_RECORDS SHOWN:_
==*==
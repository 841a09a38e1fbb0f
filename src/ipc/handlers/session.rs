use crate::catalog;
use crate::dates::format_date;
use crate::ipc::error::ok;
use crate::ipc::helpers::{
    get_optional_str, get_required_str, get_str_list, lesson_json, parse_date_param,
    record_json, HandlerErr,
};
use crate::ipc::types::{AppState, Request};
use crate::roster;
use crate::session::SubmissionSession;
use serde_json::json;
use uuid::Uuid;

fn session_json(session_id: &str, s: &SubmissionSession) -> serde_json::Value {
    let roster_json: Vec<serde_json::Value> = s
        .roster()
        .ids()
        .iter()
        .map(|id| json!({ "studentId": id, "present": s.is_present(id) }))
        .collect();
    json!({
        "sessionId": session_id,
        "lesson": lesson_json(s.lesson()),
        "date": format_date(s.date()),
        "state": s.state().as_str(),
        "roster": roster_json,
        "presentCount": s.present().len(),
        "outsideLessonWindow": !s.lesson().is_active_on(s.date()),
    })
}

fn session_id_param(params: &serde_json::Value) -> Result<String, HandlerErr> {
    get_required_str(params, "sessionId")
}

fn not_found(session_id: &str) -> HandlerErr {
    HandlerErr::new("not_found", format!("session not found: {}", session_id))
}

fn session_open(state: &mut AppState, params: &serde_json::Value) -> Result<serde_json::Value, HandlerErr> {
    let Some(conn) = state.db.as_ref() else {
        return Err(HandlerErr::new("no_workspace", "select a workspace first"));
    };
    let lesson_name = get_required_str(params, "lessonName")?;
    let date = match get_optional_str(params, "date") {
        Some(raw) => parse_date_param(&raw, "date")?,
        None => chrono::Local::now().date_naive(),
    };
    let Some(lesson) = catalog::get(conn, lesson_name.trim())? else {
        return Err(HandlerErr::new(
            "not_found",
            format!("lesson not found: {}", lesson_name),
        ));
    };
    let roster = roster::load(conn)?;
    let session = SubmissionSession::open(lesson, roster, date)?;

    let session_id = Uuid::new_v4().to_string();
    let result = session_json(&session_id, &session);
    state.sessions.insert(session_id, session);
    Ok(result)
}

fn session_get(state: &mut AppState, params: &serde_json::Value) -> Result<serde_json::Value, HandlerErr> {
    let session_id = session_id_param(params)?;
    let session = state
        .sessions
        .get(&session_id)
        .ok_or_else(|| not_found(&session_id))?;
    Ok(session_json(&session_id, session))
}

fn session_mark_present(
    state: &mut AppState,
    params: &serde_json::Value,
) -> Result<serde_json::Value, HandlerErr> {
    let session_id = session_id_param(params)?;
    let student_ids = get_str_list(params, "studentIds")?;
    let session = state
        .sessions
        .get_mut(&session_id)
        .ok_or_else(|| not_found(&session_id))?;
    let newly_marked = session.mark_present(&student_ids)?;
    Ok(json!({
        "newlyMarked": newly_marked,
        "presentCount": session.present().len(),
    }))
}

fn session_finalize(state: &mut AppState, params: &serde_json::Value) -> Result<serde_json::Value, HandlerErr> {
    let session_id = session_id_param(params)?;
    let Some(conn) = state.db.as_ref() else {
        return Err(HandlerErr::new("no_workspace", "select a workspace first"));
    };
    let session = state
        .sessions
        .get_mut(&session_id)
        .ok_or_else(|| not_found(&session_id))?;

    // On failure the session stays registered with its marks for a retry.
    let mut sink = conn;
    let records = session.finalize(&mut sink)?;
    state.sessions.remove(&session_id);

    let records_json: Vec<serde_json::Value> = records.iter().map(record_json).collect();
    Ok(json!({
        "sessionId": session_id,
        "recordCount": records.len(),
        "records": records_json,
    }))
}

fn session_abandon(state: &mut AppState, params: &serde_json::Value) -> Result<serde_json::Value, HandlerErr> {
    let session_id = session_id_param(params)?;
    let session = state
        .sessions
        .remove(&session_id)
        .ok_or_else(|| not_found(&session_id))?;
    session.abandon();
    Ok(json!({ "sessionId": session_id, "abandoned": true }))
}

fn respond(
    state: &mut AppState,
    req: &Request,
    f: fn(&mut AppState, &serde_json::Value) -> Result<serde_json::Value, HandlerErr>,
) -> serde_json::Value {
    match f(state, &req.params) {
        Ok(result) => ok(&req.id, result),
        Err(e) => e.response(&req.id),
    }
}

pub fn try_handle(state: &mut AppState, req: &Request) -> Option<serde_json::Value> {
    match req.method.as_str() {
        "session.open" => Some(respond(state, req, session_open)),
        "session.get" => Some(respond(state, req, session_get)),
        "session.markPresent" => Some(respond(state, req, session_mark_present)),
        "session.finalize" => Some(respond(state, req, session_finalize)),
        "session.abandon" => Some(respond(state, req, session_abandon)),
        _ => None,
    }
}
==*==
_PROBLEM REQUIREMENTS:_
Would you write out all of the data again, unchanged?

_SOLUTION TO THIS TASK:_
repository 841a09a38e1fbb0f
filename src/ipc/handlers/session.rs
use crate::catalog;
use crate::dates::format_date;
use crate::ipc::error::ok;
use crate::ipc::helpers::{
    get_optional_str, get_required_str, get_str_list, lesson_json, parse_date_param,
    record_json, HandlerErr,
};
use crate::ipc::types::{AppState, Request};
use crate::roster;
use crate::session::SubmissionSession;
use serde_json::json;
use uuid::Uuid;

fn session_json(session_id: &str, s: &SubmissionSession) -> serde_json::Value {
    let roster_json: Vec<serde_json::Value> = s
        .roster()
        .ids()
        .iter()
        .map(|id| json!({ "studentId": id, "present": s.is_present(id) }))
        .collect();
    json!({
        "sessionId": session_id,
        "lesson": lesson_json(s.lesson()),
        "date": format_date(s.date()),
        "state": s.state().as_str(),
        "roster": roster_json,
        "presentCount": s.present().len(),
        "outsideLessonWindow": !s.lesson().is_active_on(s.date()),
    })
}

fn session_id_param(params: &serde_json::Value) -> Result<String, HandlerErr> {
    get_required_str(params, "sessionId")
}

fn not_found(session_id: &str) -> HandlerErr {
    HandlerErr::new("not_found", format!("session not found: {}", session_id))
}

fn session_open(state: &mut AppState, params: &serde_json::Value) -> Result<serde_json::Value, HandlerErr> {
    let Some(conn) = state.db.as_ref() else {
        return Err(HandlerErr::new("no_workspace", "select a workspace first"));
    };
    let lesson_name = get_required_str(params, "lessonName")?;
    let date = match get_optional_str(params, "date") {
        Some(raw) => parse_date_param(&raw, "date")?,
        None => chrono::Local::now().date_naive(),
    };
    let Some(lesson) = catalog::get(conn, lesson_name.trim())? else {
        return Err(HandlerErr::new(
            "not_found",
            format!("lesson not found: {}", lesson_name),
        ));
    };
    let roster = roster::load(conn)?;
    let session = SubmissionSession::open(lesson, roster, date)?;

    let session_id = Uuid::new_v4().to_string();
    let result = session_json(&session_id, &session);
    state.sessions.insert(session_id, session);
    Ok(result)
}

fn session_get(state: &mut AppState, params: &serde_json::Value) -> Result<serde_json::Value, HandlerErr> {
    let session_id = session_id_param(params)?;
    let session = state
        .sessions
        .get(&session_id)
        .ok_or_else(|| not_found(&session_id))?;
    Ok(session_json(&session_id, session))
}

fn session_mark_present(
    state: &mut AppState,
    params: &serde_json::Value,
) -> Result<serde_json::Value, HandlerErr> {
    let session_id = session_id_param(params)?;
    let student_ids = get_str_list(params, "studentIds")?;
    let session = state
        .sessions
        .get_mut(&session_id)
        .ok_or_else(|| not_found(&session_id))?;
    let newly_marked = session.mark_present(&student_ids)?;
    Ok(json!({
        "newlyMarked": newly_marked,
        "presentCount": session.present().len(),
    }))
}

fn session_finalize(state: &mut AppState, params: &serde_json::Value) -> Result<serde_json::Value, HandlerErr> {
    let session_id = session_id_param(params)?;
    let Some(conn) = state.db.as_ref() else {
        return Err(HandlerErr::new("no_workspace", "select a workspace first"));
    };
    let session = state
        .sessions
        .get_mut(&session_id)
        .ok_or_else(|| not_found(&session_id))?;

    // On failure the session stays registered with its marks for a retry.
    let mut sink = conn;
    let records = session.finalize(&mut sink)?;
    state.sessions.remove(&session_id);

    let records_json: Vec<serde_json::Value> = records.iter().map(record_json).collect();
    Ok(json!({
        "sessionId": session_id,
        "recordCount": records.len(),
        "records": records_json,
    }))
}

fn session_abandon(state: &mut AppState, params: &serde_json::Value) -> Result<serde_json::Value, HandlerErr> {
    let session_id = session_id_param(params)?;
    let session = state
        .sessions
        .remove(&session_id)
        .ok_or_else(|| not_found(&session_id))?;
    session.abandon();
    Ok(json!({ "sessionId": session_id, "abandoned": true }))
}

fn respond(
    state: &mut AppState,
    req: &Request,
    f: fn(&mut AppState, &serde_json::Value) -> Result<serde_json::Value, HandlerErr>,
) -> serde_json::Value {
    match f(state, &req.params) {
        Ok(result) => ok(&req.id, result),
        Err(e) => e.response(&req.id),
    }
}

pub fn try_handle(state: &mut AppState, req: &Request) -> Option<serde_json::Value> {
    match req.method.as_str() {
        "session.open" => Some(respond(state, req, session_open)),
        "session.get" => Some(respond(state, req, session_get)),
        "session.markPresent" => Some(respond(state, req, session_mark_present)),
        "session.finalize" => Some(respond(state, req, session_finalize)),
        "session.abandon" => Some(respond(state, req, session_abandon)),
        _ => None,
    }
}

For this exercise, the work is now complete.